Collected data entries
********************

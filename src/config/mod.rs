//! Configuration module for the token build pipeline
//!
//! Provides types and parsing for `token-config.toml` project configuration.

pub mod loader;
pub mod schema;

pub use loader::*;
pub use schema::*;
//! Identifier casing for token names.
//!
//! Token paths are split into words on separators and on lower-to-upper case
//! boundaries, so `["neutrals", "lightGrey"]` and `["neutrals", "light-grey"]`
//! both become `neutralsLightGrey` in camel case.

/// Split path segments into lowercase words.
pub fn words<S: AsRef<str>>(segments: &[S]) -> Vec<String> {
    let mut out = Vec::new();
    for segment in segments {
        let mut current = String::new();
        let mut prev_lower = false;
        for c in segment.as_ref().chars() {
            if !c.is_alphanumeric() {
                if !current.is_empty() {
                    out.push(std::mem::take(&mut current));
                }
                prev_lower = false;
                continue;
            }
            if c.is_uppercase() && prev_lower && !current.is_empty() {
                out.push(std::mem::take(&mut current));
            }
            prev_lower = c.is_lowercase() || c.is_ascii_digit();
            current.extend(c.to_lowercase());
        }
        if !current.is_empty() {
            out.push(current);
        }
    }
    out
}

fn capitalize(word: &str) -> String {
    let mut chars = word.chars();
    match chars.next() {
        Some(first) => first.to_uppercase().chain(chars).collect(),
        None => String::new(),
    }
}

pub fn kebab<S: AsRef<str>>(segments: &[S]) -> String {
    words(segments).join("-")
}

pub fn snake<S: AsRef<str>>(segments: &[S]) -> String {
    words(segments).join("_")
}

pub fn camel<S: AsRef<str>>(segments: &[S]) -> String {
    let words = words(segments);
    let mut out = String::new();
    for (i, word) in words.iter().enumerate() {
        if i == 0 {
            out.push_str(word);
        } else {
            out.push_str(&capitalize(word));
        }
    }
    out
}

pub fn pascal<S: AsRef<str>>(segments: &[S]) -> String {
    words(segments).iter().map(|w| capitalize(w)).collect()
}
//! JSON formats.
//!
//! - `json`: the token tree with each leaf carrying its full token record
//! - `json/nested`: the token tree with each leaf reduced to its value

use serde_json::{json, Map, Value};

use super::{Format, FormatContext, FormatError};
use crate::tokens::Token;

fn insert_at(root: &mut Map<String, Value>, path: &[String], leaf: Value) {
    let Some((last, parents)) = path.split_last() else {
        return;
    };
    let mut node = root;
    for segment in parents {
        let entry = node.entry(segment.clone()).or_insert_with(|| Value::Object(Map::new()));
        if !entry.is_object() {
            *entry = Value::Object(Map::new());
        }
        let Value::Object(next) = entry else {
            return;
        };
        node = next;
    }
    node.insert(last.clone(), leaf);
}

fn pretty(tree: Map<String, Value>) -> Result<String, FormatError> {
    let mut out = serde_json::to_string_pretty(&Value::Object(tree))?;
    out.push('\n');
    Ok(out)
}

fn token_record(token: &Token) -> Value {
    let mut record = Map::new();
    record.insert("value".to_string(), token.value.clone());
    if let Some(kind) = &token.token_type {
        record.insert("type".to_string(), Value::String(kind.clone()));
    }
    if let Some(comment) = &token.comment {
        record.insert("comment".to_string(), Value::String(comment.clone()));
    }
    record.insert("name".to_string(), Value::String(token.name.clone()));
    let attributes = &token.attributes;
    let mut attrs = Map::new();
    for (key, value) in [
        ("category", &attributes.category),
        ("type", &attributes.kind),
        ("item", &attributes.item),
        ("subitem", &attributes.subitem),
        ("state", &attributes.state),
    ] {
        if let Some(value) = value {
            attrs.insert(key.to_string(), Value::String(value.clone()));
        }
    }
    record.insert("attributes".to_string(), Value::Object(attrs));
    record.insert("path".to_string(), json!(token.path));
    Value::Object(record)
}

/// Token tree with full token records.
pub struct JsonFormat;

impl Format for JsonFormat {
    fn format_name(&self) -> &'static str {
        "json"
    }

    fn render(&self, ctx: &FormatContext<'_>) -> Result<String, FormatError> {
        let mut tree = Map::new();
        for token in ctx.tokens {
            insert_at(&mut tree, &token.path, token_record(token));
        }
        pretty(tree)
    }
}

/// Token tree with values only.
pub struct JsonNested;

impl Format for JsonNested {
    fn format_name(&self) -> &'static str {
        "json/nested"
    }

    fn render(&self, ctx: &FormatContext<'_>) -> Result<String, FormatError> {
        let mut tree = Map::new();
        for token in ctx.tokens {
            insert_at(&mut tree, &token.path, token.value.clone());
        }
        pretty(tree)
    }
}

#[cfg(test)]
mod tests {
    use super::super::test_support::*;
    use super::super::FormatOptions;
    use super::*;

    fn render(format: &dyn Format, tokens: &[Token]) -> Value {
        let refs: Vec<&Token> = tokens.iter().collect();
        let options = FormatOptions::default();
        let ctx = FormatContext { tokens: &refs, dictionary: tokens, options: &options, destination: "t.json" };
        let text = format.render(&ctx).expect("format should render");
        serde_json::from_str(&text).expect("output should be valid JSON")
    }

    #[test]
    fn test_nested_values() {
        let tokens = [
            token(&["color", "red"], "color", json!("#ff0000")),
            token(&["color", "blue"], "color", json!("#0000ff")),
            token(&["space"], "dimension", json!("4px")),
        ];
        assert_eq!(
            render(&JsonNested, &tokens),
            json!({ "color": { "red": "#ff0000", "blue": "#0000ff" }, "space": "4px" })
        );
    }

    #[test]
    fn test_full_records() {
        let mut t = token(&["effects", "glow"], "gradient", json!("linear-gradient(90deg)"));
        t.attributes.category = Some("effects".to_string());
        let out = render(&JsonFormat, &[t]);

        let record = &out["effects"]["glow"];
        assert_eq!(record["value"], json!("linear-gradient(90deg)"));
        assert_eq!(record["type"], json!("gradient"));
        assert_eq!(record["attributes"]["category"], json!("effects"));
        assert_eq!(record["path"], json!(["effects", "glow"]));
    }

    #[test]
    fn test_key_order_follows_tokens() {
        let tokens = [token(&["z"], "color", json!("#000")), token(&["a"], "color", json!("#fff"))];
        let refs: Vec<&Token> = tokens.iter().collect();
        let options = FormatOptions::default();
        let ctx = FormatContext { tokens: &refs, dictionary: &tokens, options: &options, destination: "t.json" };
        let text = JsonNested.render(&ctx).unwrap();
        assert!(text.find("\"z\"").unwrap() < text.find("\"a\"").unwrap());
    }
}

********************

Examine the data above and state how many of its lines contain the word "attributes", with no further remarks.

9